I wonder how many people I will upset if I admit that I have never really liked any film in which Tom Cruise starred. This is not to say that some of them haven't been watchable (if disposable) or that his cameos in both "Magnolia" and "Tropic Thunder" weren't good fun. I also seem to remember that I was vaguely positive quite recently about "Interview with the Vampire". My reaction has little to do with his "religious" beliefs or his personal life, but with the smiling, cocky persona that he so often inhabits. He comes across as the little boy who believes he can do no wrong. His character is awfully "samey" in so many of his movies -- whether he is conquering impossible missions or aliens.

This film which he also produced may well be of some interest to history buffs, but trying to pass Cruise off as the aristocratic Claus von Stauffenberg, one of the driving forces behind one of many plots to kill Hitler, just doesn't work for me. Director Brian Singer and his "Usual Suspects" screenwriter Christopher McQuarrie have turned out a suspense movie without suspense. It's not just that most people over the age of 25 (or am I pitching that too low?) know that Hitler was not removed by any conspirators and that his eventual death was by suicide, it's a question of holding an audience's interest for the best part of two hours where the outcome is well-known.
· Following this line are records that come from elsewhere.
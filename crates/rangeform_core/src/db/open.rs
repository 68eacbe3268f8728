//! Connection bootstrap utilities for SQLite.
//!
//! # Invariants
//! - Returned connections have `foreign_keys=ON` and a busy timeout set.
//! - Returned connections have all migrations applied.

use std::path::Path;
use std::time::{Duration, Instant};

use log::{error, info};
use rusqlite::Connection;

use super::migrations::apply_migrations;
use super::DbResult;

/// Opens an event store file and applies all pending migrations.
///
/// Emits `event=db_open` log lines with mode, duration and status.
pub fn open_db(path: impl AsRef<Path>) -> DbResult<Connection> {
    bootstrap("file", || Ok(Connection::open(path)?))
}

/// Opens an in-memory event store and applies all pending migrations.
///
/// Emits `event=db_open` log lines with mode, duration and status.
pub fn open_db_in_memory() -> DbResult<Connection> {
    bootstrap("memory", || Ok(Connection::open_in_memory()?))
}

fn bootstrap(mode: &str, open: impl FnOnce() -> DbResult<Connection>) -> DbResult<Connection> {
    let started_at = Instant::now();
    info!("event=db_open module=db status=start mode={mode}");

    let result = open().and_then(|mut conn| {
        conn.execute_batch("PRAGMA foreign_keys = ON;")?;
        conn.busy_timeout(Duration::from_secs(5))?;
        apply_migrations(&mut conn)?;
        Ok(conn)
    });

    match &result {
        Ok(_) => info!(
            "event=db_open module=db status=ok mode={mode} duration_ms={}",
            started_at.elapsed().as_millis()
        ),
        Err(err) => error!(
            "event=db_open module=db status=error mode={mode} duration_ms={} error={}",
            started_at.elapsed().as_millis(),
            err
        ),
    }

    result
}
//! Date/time-range form field core.
//!
//! # Responsibility
//! - Define the `TimeRange` value and the shared `RangeConfig` carried by
//!   every formatting/parsing/validation entry point.
//! - Compose the formatter, parser, validator and binder into one reusable
//!   form-field component.
//!
//! # Invariants
//! - `TimeRange` ordering (`end >= start`) is enforced by validation, never
//!   by construction.
//! - All stored instants are UTC; the display offset only applies at the
//!   string boundary.

pub mod field;
pub mod form;
pub mod format;
pub mod parse;
pub mod validate;

use chrono::{DateTime, FixedOffset, Offset, Utc};
use serde::{Deserialize, Serialize};

/// Input pattern for each half of a submitted range string,
/// e.g. `12/28/2017 03:30 AM`.
pub const DATETIME_INPUT_FORMAT: &str = "%m/%d/%Y %I:%M %p";

/// Long pattern used for read-only display,
/// e.g. `Dec. 28, 2017, 3:30 AM`.
pub const DATETIME_DISPLAY_FORMAT: &str = "%b. %-d, %Y, %-I:%M %p";

/// An interval between two UTC instants.
///
/// Used as the transient form-level view over a record's two timestamp
/// attributes. A range that has not been provided yet is represented as
/// `Option<TimeRange>::None` at the field level.
#[derive(Debug, Clone, Copy, PartialEq, Eq, Serialize, Deserialize)]
pub struct TimeRange {
    pub start: DateTime<Utc>,
    pub end: DateTime<Utc>,
}

impl TimeRange {
    /// Pairs two instants without checking their order.
    pub fn new(start: DateTime<Utc>, end: DateTime<Utc>) -> Self {
        Self { start, end }
    }
}

/// Format and timezone configuration injected into every range component.
///
/// One value replaces the per-module format constants of earlier designs:
/// the same config instance must feed the formatter and the parser so a
/// rendered value always parses back.
#[derive(Debug, Clone)]
pub struct RangeConfig {
    /// Pattern each submitted token is parsed with and editable values are
    /// rendered with.
    pub input_format: String,
    /// Pattern for read-only display strings.
    pub display_format: String,
    /// Offset submitted tokens are interpreted in and rendered back to.
    pub display_offset: FixedOffset,
}

impl Default for RangeConfig {
    fn default() -> Self {
        Self {
            input_format: DATETIME_INPUT_FORMAT.to_string(),
            display_format: DATETIME_DISPLAY_FORMAT.to_string(),
            display_offset: Utc.fix(),
        }
    }
}

impl RangeConfig {
    /// Returns the config with a different display offset.
    pub fn with_display_offset(mut self, offset: FixedOffset) -> Self {
        self.display_offset = offset;
        self
    }
}
pub mod day;
pub mod display;
pub mod error;
pub mod model;
pub mod record;

pub use day::Day;
pub use display::{
    DisplaySettings, DisplayStrategy, abbreviated_day_label, select_display_strategy,
    select_display_strategy_with,
};
pub use error::AlarmError;
pub use model::{AlarmId, AlarmState, DaysActive};
pub use record::{AlarmRecord, parse_alarm_record_text};
use thiserror::Error;

use crate::alarm::Day;

#[derive(Debug, Clone, PartialEq, Eq, Error)]
pub enum AlarmError {
    #[error("invalid time {hour}:{minute}; hour must be 0-23 and minute 0-59")]
    InvalidTimeValue { hour: i64, minute: i64 },
    #[error("day map is missing key '{}'", .0.key())]
    MissingDayKey(Day),
    #[error("unknown day key '{0}'")]
    UnknownDayKey(String),
    #[error("invalid alarm id '{0}'")]
    InvalidId(String),
    #[error("malformed alarm record: {0}")]
    MalformedRecord(String),
    #[error("failed to encode alarm record: {0}")]
    Encode(String),
}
With its surfeit of named characters, this draggy movie -- however faithful it may or may not be to history -- is largely boring, and I soon tired of Mr. Cruise strutting about in his eyepatch, polished boots, and apparently amputated hand.

While his character mouths the politically correct platitudes about why Hitler must go, it seems to me that his motivation stemmed largely from the war injuries which had ended his military career and from the fact that he could clearly see that the war would soon be lost. By the early removal of Hitler, he would have been securing his own future, but not to prove -- as at least one other character voiced -- that not all Germans were uncaring brutes! When he and his cronies attempt to put their plans into action without definite confirmation that Hitler is actually dead, von Stauffenberg keeps exclaiming that he must be, since he himself saw the bunker exploding. Each time he says this, Cruise sounds more and more like a petualant schoolboy.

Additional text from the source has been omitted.